15/03/16 - Coluna: Manifesto Preto Autor(a): Nyl de Sousa
E cá estamos nós: 2016, Brasil, Rio de Janeiro. Se aqui estamos é graças a uma mulher. “Ah, só tá falando isso por causa do mês de março’’, devem estar pensando. E eu digo que, se as mulheres são nosso ponto de partida para a existência e para o mundo. E, ainda assim, há toda uma construção nesse mesmo mundo que as joga para baixo ou para “atrás de um grande homem’’. Então a discussão não cabe só em um dia. Se a cor dessas mulheres for PRETA, a visão de “ser’’ humano ainda é recente. Só observar: o dia 8 de março foi instituído Dia Internacional da Mulher na Dinamarca, pela líder socialista alemã Clara Zetkin. Sem falar do mito em torno do incêndio da fábrica que teria ocorrido em 1857, ou seja, as mulheres negras ainda eram escravas no Brasil. Dona Sueli Carneiro já atentou sobre enegrecer o feminismo.
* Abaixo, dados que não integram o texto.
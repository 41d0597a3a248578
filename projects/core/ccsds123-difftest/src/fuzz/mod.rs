//! Randomized differential testing.
//!
//! Each trial samples a configuration and cube, builds the golden bitstream with the reference
//! encoder, runs the simulation of the implementation under test and compares every pipeline
//! output against the golden bitstream. Failed trials are archived with everything needed to
//! reproduce them.
//!
//! Steps of a trial run strictly in sequence, and the first hard failure ends the trial: no
//! simulation without a golden bitstream, no comparison after a failed simulation. Failures of
//! the external tools only fail the trial; configuration and I/O errors abort the whole run.

mod archive;
mod coverage;

pub use archive::*;
pub use coverage::*;

use crate::compare::compare_files;
use crate::config::{Configuration, PartialConfiguration};
use crate::cube::{generate_cube, sample_dimensions, CubeDimensions, ImageCube};
use crate::error::HarnessResult;
use crate::golden::GoldenPipeline;
use crate::sampler;
use crate::sim_params::SimulationParameters;
use crate::tools::{ReferenceEncoder, Simulator};
use crate::workspace::TrialWorkspace;
use core::fmt;
use rand::Rng;
use std::path::PathBuf;
use tracing::{debug, info, warn};

/// Default directory failed trials are archived under.
pub const DEFAULT_ARCHIVE_ROOT: &str = "failed_runs";

/// Where a fuzz run keeps its files.
#[derive(Debug, Clone, PartialEq, Eq)]
pub struct FuzzSettings {
    /// Parent of the per-trial workspaces. The system temporary directory if `None`.
    pub scratch_root: Option<PathBuf>,
    /// Parent of the failure archive directories.
    pub archive_root: PathBuf,
}

impl Default for FuzzSettings {
    fn default() -> Self {
        Self {
            scratch_root: None,
            archive_root: PathBuf::from(DEFAULT_ARCHIVE_ROOT),
        }
    }
}

/// How a trial ended.
#[derive(Debug, Clone, PartialEq, Eq)]
pub enum TrialOutcome {
    /// Every pipeline output matched the golden bitstream.
    Passed,
    /// The golden bitstream could not be built.
    EncoderFailed { reason: String },
    /// The simulation exited unsuccessfully.
    SimulationFailed { code: Option<i32> },
    /// These pipelines produced a mismatching output, or none at all.
    Mismatch { pipelines: Vec<usize> },
}

impl TrialOutcome {
    pub fn passed(&self) -> bool {
        matches!(self, TrialOutcome::Passed)
    }
}

impl fmt::Display for TrialOutcome {
    fn fmt(&self, f: &mut fmt::Formatter<'_>) -> fmt::Result {
        match self {
            TrialOutcome::Passed => f.write_str("passed"),
            TrialOutcome::EncoderFailed { reason } => write!(f, "reference encoder failed: {reason}"),
            TrialOutcome::SimulationFailed { code: Some(code) } => {
                write!(f, "simulation failed with exit code {code}")
            }
            TrialOutcome::SimulationFailed { code: None } => {
                f.write_str("simulation terminated by a signal")
            }
            TrialOutcome::Mismatch { pipelines } => write!(f, "mismatch in pipelines {pipelines:?}"),
        }
    }
}

/// Everything known about a finished trial.
#[derive(Debug, Clone, PartialEq, Eq)]
pub struct TrialRecord {
    pub index: usize,
    pub configuration: Configuration,
    pub dimensions: CubeDimensions,
    pub outcome: TrialOutcome,
    /// Archive directory of a failed trial.
    pub archive: Option<PathBuf>,
}

/// Result of a fuzz run.
#[derive(Debug, Clone, PartialEq, Eq)]
pub struct FuzzSummary {
    pub trials: usize,
    pub passed: usize,
    pub coverage: Coverage,
    pub records: Vec<TrialRecord>,
}

impl FuzzSummary {
    pub fn failed(&self) -> usize {
        self.trials - self.passed
    }

    pub fn all_passed(&self) -> bool {
        self.passed == self.trials
    }
}

impl fmt::Display for FuzzSummary {
    fn fmt(&self, f: &mut fmt::Formatter<'_>) -> fmt::Result {
        writeln!(f, "Done. {} out of {} tests passed.", self.passed, self.trials)?;
        writeln!(f)?;
        writeln!(f, "Parameters that have been covered:")?;
        write!(f, "{}", self.coverage)
    }
}

/// Runs fuzz trials against a reference encoder and a simulation.
pub struct FuzzDriver<E, S> {
    golden: GoldenPipeline<E>,
    simulator: S,
    archive: FailureArchive,
    scratch_root: Option<PathBuf>,
}

impl<E: ReferenceEncoder, S: Simulator> FuzzDriver<E, S> {
    pub fn new(encoder: E, simulator: S, settings: FuzzSettings) -> Self {
        Self {
            golden: GoldenPipeline::new(encoder),
            simulator,
            archive: FailureArchive::new(settings.archive_root),
            scratch_root: settings.scratch_root,
        }
    }

    pub fn archive(&self) -> &FailureArchive {
        &self.archive
    }

    /// Runs `trials` trials, each completing `fixed` with values drawn from `rng`.
    ///
    /// # Errors
    ///
    /// Configuration and I/O errors, which abort the run. Failing trials are not errors; they
    /// are counted in the returned summary.
    pub fn run<R: Rng>(
        &self,
        trials: usize,
        fixed: &PartialConfiguration,
        rng: &mut R,
    ) -> HarnessResult<FuzzSummary> {
        let mut summary = FuzzSummary {
            trials,
            passed: 0,
            coverage: Coverage::new(),
            records: Vec::with_capacity(trials),
        };

        for index in 0..trials {
            let record = self.run_trial(index, fixed, rng)?;
            summary.coverage.record(&record.configuration);
            if record.outcome.passed() {
                summary.passed += 1;
            }
            summary.records.push(record);
        }

        info!(
            passed = summary.passed,
            failed = summary.failed(),
            "fuzz run finished"
        );
        Ok(summary)
    }

    /// Samples a configuration and cube dimensions, then runs one trial with them.
    pub fn run_trial<R: Rng>(
        &self,
        index: usize,
        fixed: &PartialConfiguration,
        rng: &mut R,
    ) -> HarnessResult<TrialRecord> {
        let configuration = sampler::sample(fixed, rng)?;
        let dimensions = sample_dimensions(rng, configuration.pipelines)?;
        self.evaluate_trial(index, configuration, dimensions)
    }

    /// Runs one trial with a given configuration and cube size.
    pub fn evaluate_trial(
        &self,
        index: usize,
        configuration: Configuration,
        dimensions: CubeDimensions,
    ) -> HarnessResult<TrialRecord> {
        info!(trial = index, %dimensions, pipelines = configuration.pipelines, "starting trial");
        for (name, value) in configuration.named_values() {
            debug!(trial = index, "{name} = {value}");
        }

        let workspace = TrialWorkspace::temporary(self.scratch_root.as_deref())?;
        let image = ImageCube::synthetic(workspace.cube_path(), dimensions);
        generate_cube(&image.path, dimensions)?;
        SimulationParameters::new(&configuration, dimensions, false)
            .write_verilog(&workspace.sim_params_path())?;

        let outcome = self.execute(&configuration, &image, &workspace)?;
        let archive = if outcome.passed() {
            info!(trial = index, "trial passed");
            None
        } else {
            warn!(trial = index, %outcome, "trial failed");
            Some(self.archive.store(&configuration, &image, &workspace)?)
        };

        Ok(TrialRecord {
            index,
            configuration,
            dimensions,
            outcome,
            archive,
        })
    }

    fn execute(
        &self,
        configuration: &Configuration,
        image: &ImageCube,
        workspace: &TrialWorkspace,
    ) -> HarnessResult<TrialOutcome> {
        let golden = match self.golden.build(configuration, image, workspace) {
            Ok(golden) => golden,
            Err(error) if error.is_trial_failure() => {
                return Ok(TrialOutcome::EncoderFailed {
                    reason: error.to_string(),
                })
            }
            Err(error) => return Err(error),
        };

        let status = self
            .simulator
            .simulate(workspace, &image.path, golden.path())?;
        if !status.success {
            return Ok(TrialOutcome::SimulationFailed { code: status.code });
        }

        let mut pipelines = Vec::new();
        for pipeline in 0..configuration.pipelines as usize {
            let output = workspace.pipeline_output_path(pipeline);
            if !output.exists() {
                warn!(pipeline, "simulation produced no output");
                pipelines.push(pipeline);
            } else if !compare_files(&output, golden.path())? {
                warn!(pipeline, "output differs from golden bitstream");
                pipelines.push(pipeline);
            }
        }

        if pipelines.is_empty() {
            Ok(TrialOutcome::Passed)
        } else {
            Ok(TrialOutcome::Mismatch { pipelines })
        }
    }
}
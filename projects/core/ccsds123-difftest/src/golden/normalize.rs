use crate::config::OutputWordSize;

/// Number of trailing `0x00` bytes in `data`.
pub fn trailing_zero_run(data: &[u8]) -> usize {
    data.iter().rev().take_while(|&&byte| byte == 0).count()
}

/// Length of the normalized golden payload for a payload of `len` bytes that ends in
/// `zero_run` zero bytes.
///
/// One byte past the last nonzero byte is kept for the final partial byte of the bitstream,
/// then the length is rounded up to a whole number of output words. A stripped length that is
/// already word aligned therefore gains a full extra word.
pub fn normalized_len(len: usize, zero_run: usize, word_size: OutputWordSize) -> usize {
    let stripped = len - zero_run;
    (stripped + 1).next_multiple_of(word_size.bytes())
}

/// Trims or zero extends the encoder payload so it ends on an output word boundary.
///
/// The result is never empty and its length is always a multiple of `word_size`.
pub fn normalize_tail(payload: &[u8], word_size: OutputWordSize) -> Vec<u8> {
    let golden_len = normalized_len(payload.len(), trailing_zero_run(payload), word_size);

    let mut golden = Vec::with_capacity(golden_len);
    golden.extend_from_slice(&payload[..golden_len.min(payload.len())]);
    golden.resize(golden_len, 0);
    golden
}

#[cfg(test)]
mod tests {
    use super::*;
    use derive_enum_all_values::AllValues;
    use rstest::rstest;

    #[rstest]
    #[case(&[], 0)]
    #[case(&[0, 0], 2)]
    #[case(&[1, 0, 2], 0)]
    #[case(&[1, 0, 2, 0, 0, 0], 3)]
    fn counts_trailing_zeros(#[case] data: &[u8], #[case] expected: usize) {
        assert_eq!(trailing_zero_run(data), expected);
    }

    #[rstest]
    // 5 meaningful bytes + 1 allowance, rounded up to 8.
    #[case(&[1, 2, 3, 4, 5, 0, 0, 0, 0, 0, 0, 0, 0, 0], OutputWordSize::Eight, 8)]
    // Payload shorter than the golden length is zero extended.
    #[case(&[1, 2, 3], OutputWordSize::Four, 4)]
    #[case(&[1, 2, 3, 4, 5], OutputWordSize::Four, 8)]
    #[case(&[9, 9, 9, 0, 0, 0, 0, 0, 0], OutputWordSize::One, 4)]
    #[case(&[9, 9, 9, 0, 0, 0, 0, 0, 0], OutputWordSize::Two, 4)]
    fn normalizes_to_word_boundary(
        #[case] payload: &[u8],
        #[case] word_size: OutputWordSize,
        #[case] expected_len: usize,
    ) {
        let golden = normalize_tail(payload, word_size);

        assert_eq!(golden.len(), expected_len);
        let kept = expected_len.min(payload.len());
        assert_eq!(&golden[..kept], &payload[..kept]);
        assert!(golden[kept..].iter().all(|&byte| byte == 0));
    }

    /// An already aligned stripped payload gains a whole extra word rather than a single
    /// allowance byte. The implementation under test pads the same way.
    #[rstest]
    #[case(OutputWordSize::One, 9)]
    #[case(OutputWordSize::Two, 10)]
    #[case(OutputWordSize::Four, 12)]
    #[case(OutputWordSize::Eight, 16)]
    fn aligned_payload_gains_a_full_word(
        #[case] word_size: OutputWordSize,
        #[case] expected_len: usize,
    ) {
        let payload = [0xAB; 8];

        let golden = normalize_tail(&payload, word_size);

        assert_eq!(golden.len(), expected_len);
        assert_eq!(&golden[..8], &payload);
        assert!(golden[8..].iter().all(|&byte| byte == 0));
    }

    #[test]
    fn all_zero_payload_keeps_one_word() {
        for &word_size in OutputWordSize::all_values() {
            let golden = normalize_tail(&[0; 37], word_size);
            assert_eq!(golden, vec![0; word_size.bytes()]);
        }
    }

    #[test]
    fn length_is_always_a_word_multiple() {
        let mut payload = Vec::new();
        for len in 0..64usize {
            payload.push((len * 37 % 5) as u8);
            for &word_size in OutputWordSize::all_values() {
                let golden = normalize_tail(&payload, word_size);
                assert!(!golden.is_empty());
                assert_eq!(golden.len() % word_size.bytes(), 0, "len {len}, {word_size}");
            }
        }
    }
}
use ccsds123_difftest::compare::compare_bytes;
use ccsds123_difftest::config::OutputWordSize;
use ccsds123_difftest::cube::{generate_cube, CubeDimensions};
use ccsds123_difftest::golden::normalize_tail;
use criterion::{criterion_group, criterion_main, BenchmarkId, Criterion, Throughput};
use derive_enum_all_values::AllValues;
use std::hint::black_box;

// Largest fuzz cube: 2500 pixels by 100 bands.
const MAX_CUBE: CubeDimensions = CubeDimensions::new(100, 25, 100);

fn payload(len: usize, trailing_zeros: usize) -> Vec<u8> {
    let mut data: Vec<u8> = (0..len).map(|i| (i % 251) as u8 | 1).collect();
    data.resize(len + trailing_zeros, 0);
    data
}

fn bench_generate_cube(c: &mut Criterion) {
    let dir = tempfile::tempdir().unwrap();
    let path = dir.path().join("input.bip");

    let mut group = c.benchmark_group("Cube Generation");
    group.throughput(Throughput::Bytes(MAX_CUBE.byte_len() as u64));
    group.bench_function("sawtooth 100x25x100", |b| {
        b.iter(|| generate_cube(black_box(&path), black_box(MAX_CUBE)).unwrap())
    });
    group.finish();
}

fn bench_normalize_tail(c: &mut Criterion) {
    let data = payload(MAX_CUBE.byte_len(), 64);

    let mut group = c.benchmark_group("Tail Normalization");
    group.throughput(Throughput::Bytes(data.len() as u64));
    for &word_size in OutputWordSize::all_values() {
        group.bench_with_input(
            BenchmarkId::new("normalize_tail", word_size),
            &word_size,
            |b, &word_size| b.iter(|| normalize_tail(black_box(&data), word_size)),
        );
    }
    group.finish();
}

fn bench_compare(c: &mut Criterion) {
    let golden = payload(MAX_CUBE.byte_len(), 0);
    let mut padded = golden.clone();
    padded.extend_from_slice(&[0; 7]);

    let mut group = c.benchmark_group("Bitstream Comparison");
    group.throughput(Throughput::Bytes(golden.len() as u64));
    group.bench_function("identical", |b| {
        b.iter(|| compare_bytes(black_box(&golden), black_box(&golden)))
    });
    group.bench_function("zero padded", |b| {
        b.iter(|| compare_bytes(black_box(&padded), black_box(&golden)))
    });
    group.finish();
}

criterion_group!(
    benches,
    bench_generate_cube,
    bench_normalize_tail,
    bench_compare
);
criterion_main!(benches);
Nasci de um ventre teoricamente livre de uma mulher preta.
Teoricamente porque se ela quisesse abortar não teria alguma assistência na
rede pública de saúde e logo só haveria os métodos clandestinos. Lembrando que
o índice de aborto provocado entre as mulheres pretas (3,5%) é o dobro se
comparado às mulheres brancas (1,7%). Minha mãe veio do Maranhão ainda criança
para o Rio de Janeiro. Com 20 e poucos anos já tinha seu emprego. Já a vi
sustentar a casa sozinha, em uma época em que meu pai estava desempregado e eu
caçando o 1º emprego. Tempos difíceis, mas ela seguiu forte. Chegou a assumir
seus cachos na fase adulta-mãe, mas se mantém na escova hoje por achar que é o
melhor para o seu ambiente de trabalho. O natural é tido como o cabelo ruim pra
muita gente ainda.
E cabelo, sem dúvida é pauta de grandes discussões com outra
mulher que reside lá em casa: minha irmã. Dez anos mais nova que eu, porém, com
a mentalidade mais madura do que a minha quando tinha a mesma idade. Já se
enxerga e se posiciona com firmeza como preta empoderada. Bons reflexos dos
tempos atuais. Tá na construção de um coletivo negro na sua escola e já circula
em outros espaços que debatem as questões de gênero e raça. Muito orgulho dela
e de outras irmãs pretas da sua geração que têm se mobilizado e se fazendo
presente em diversos pontos da cidade. Inspiradoras! Trouxe exemplos de
mulheres que estão presentes na minha vida e no meu dia-a-dia pelo simples fato
de fazerem parte do grupo étnico de maioria no país. Maioria essa que se vê
muito mais nas prisões do que nos grandes cargos das maiores empresas. E isso é
ainda mais violento e brutal com as mulheres pretas.
Em tempo, no dia 8 de Março deste ano tive uma descoberta: o dia 2
de Março - Dia da Mulher Angolana. Uma data com uma história importantíssima e
que não tem a mesma visibilidade aqui. Lamentável para o país mais preto fora
do continente africano. O dia 2 de Março é um reconhecimento da contribuição da
mulher angolana para a luta e resistência contra a ocupação portuguesa. Da Raínha Nzinga Mbandi nos anos de 1600 até Deolinda Rodrigues em 1968, são mulheres pretas que
entregaram suas forças e suas vidas para a independência do país.
O combate ao
machismo e a sua desconstrução são práticas diárias que devem ser constantes e
passa por nós homens pretos, mesmo já sendo considerados “desconstruídos’’ ou “pra
frentex’’. Nos deseduquemos como a Dona Lauryn Hill e avancemos nessa luta,
lado a lado, dia após dia, sem roubar o protagonismo delas. Por mais oitos de
março que sejam de reflexão sobre as mulheres na nossa sociedade e por muito
mais destaque brasileiro para os próximos dois de março. Sem esquecer o
importantíssimo dia 25 de Julho. Existem outros para se dar flores.